"We believe they will help accelerate progress preventing deaths from pneumonia, and so contribute to children surviving and thriving globally," said Associate Professor Stephen Howie of the University of Auckland, a paediatrician who was one the Kiwi researchers behind the study.
"We have much higher rates of pneumonia than we should. Poverty, overcrowding, smoking, poor nutrition, low immunisation rates, and problems getting the treatment kids need are key factors in these high rates."
Latest figures showed New Zealand's rates of childhood pneumonia were two to five times higher than Australia, England and the UK.
Ten per cent of under-2-year-olds are hospitalised for respiratory infections in New Zealand, and our rates of pneumonia, and of death from pneumonia, are highest among our Māori and Pacific children, and children in poverty.
A total of 122 children died of the illness in the 10 years to 2015.
"Those deaths can be avoided by two things - preventing pneumonia happening, and treating it properly when it does happen."
PERCH was led by the International Vaccine Access Center in the renowned Baltimore-based Johns Hopkins Bloomberg School of Public Health, and involved more than a dozen institutions and programmes.
It is the largest and most comprehensive study of its kind since the 1980s.
"Before PERCH we were reliant on old data from the 1980s," explained Professor David Murdoch, a renowned University of Otago infectious disease expert who led establishment of laboratories in seven countries involved in the study.
"The landscape has changed since then with the roll out of vaccines against some important causes of pneumonia, the AIDS epidemic, increased urbanisation, the development of antibiotic resistance, and availability of better diagnostic tests."
By understanding the range of viruses and bacteria causing the disease in each country, the research gave individual nations, and global agencies such as the World Health Organization, a clear battle plan to combat pneumonia.
PERCH also developed a new, high-powered statistical tool to better understand the causes of infection in children.
The hope was that tools could help doctors more accurately identify what has caused pneumonia for an individual child, enabling better and smarter treatment of children with severe pneumonia, and reduce unnecessary antibiotic use leading to antibiotic resistance.
"There used to be a strong divide between developed countries and low-and middle-income countries: bacterial causes predominated in low and middle-income countries, while viral causes were more common in developed countries," Howie said.
"The PERCH study revealed a shift to viral causes dominating worldwide."
This was due in part to successful roll-outs of vaccines against H. influenzae type b and S. pneumoniae, two important bacterial causes of pneumonia.

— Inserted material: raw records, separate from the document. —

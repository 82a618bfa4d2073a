//! Realistic game scenario benchmarks.
//!
//! These scenarios simulate real-world ECS usage patterns with representative
//! entity counts, component combinations, and system workloads.
//!
//! # Scenarios
//!
//! - **Particles**: High entity count, simple components, short lifetimes

pub mod particles;

pub use particles::{ParticleConfig, ParticleScenario};

/// Common trait for benchmark scenarios.
pub trait Scenario {
    /// Human-readable name of the scenario.
    fn name(&self) -> &'static str;

    /// Brief description of what this scenario tests.
    fn description(&self) -> &'static str;

    /// Number of entities in this scenario.
    fn entity_count(&self) -> usize;

    /// Set up the scenario (create entities, add systems).
    fn setup(&mut self);

    /// Run one frame of the scenario.
    fn update(&mut self);

    /// Clean up the scenario.
    fn teardown(&mut self);
}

In the study, children who had been hospitalised with severe pneumonia were tested for viruses, bacteria and fungi.
Results showed that two-thirds (61 per cent) of all cases were caused by viruses, and a particular virus – known as the Respiratory Syncytial Virus (RSV) - accounted for nearly one third (31 per cent).
Other top causes were rhinovirus, human metapneumovirus, parainfluenza viruses, and the bacteria Streptococcus pneumoniae, Haemophilus influenzae, tuberculosis, and Staphylococcus aureus. Among the severest cases in the study, bacterial causes remained very important.
A major focus from now would be the development of effective vaccines and treatments against the important causes of childhood pneumonia identified by the study.
"Immunisation is a vital protection against infections, including many bacteria and viruses that cause pneumonia, and we need to make sure children get the full benefit of existing vaccines, as well as developing new ones, such as an RSV vaccine," Howie said.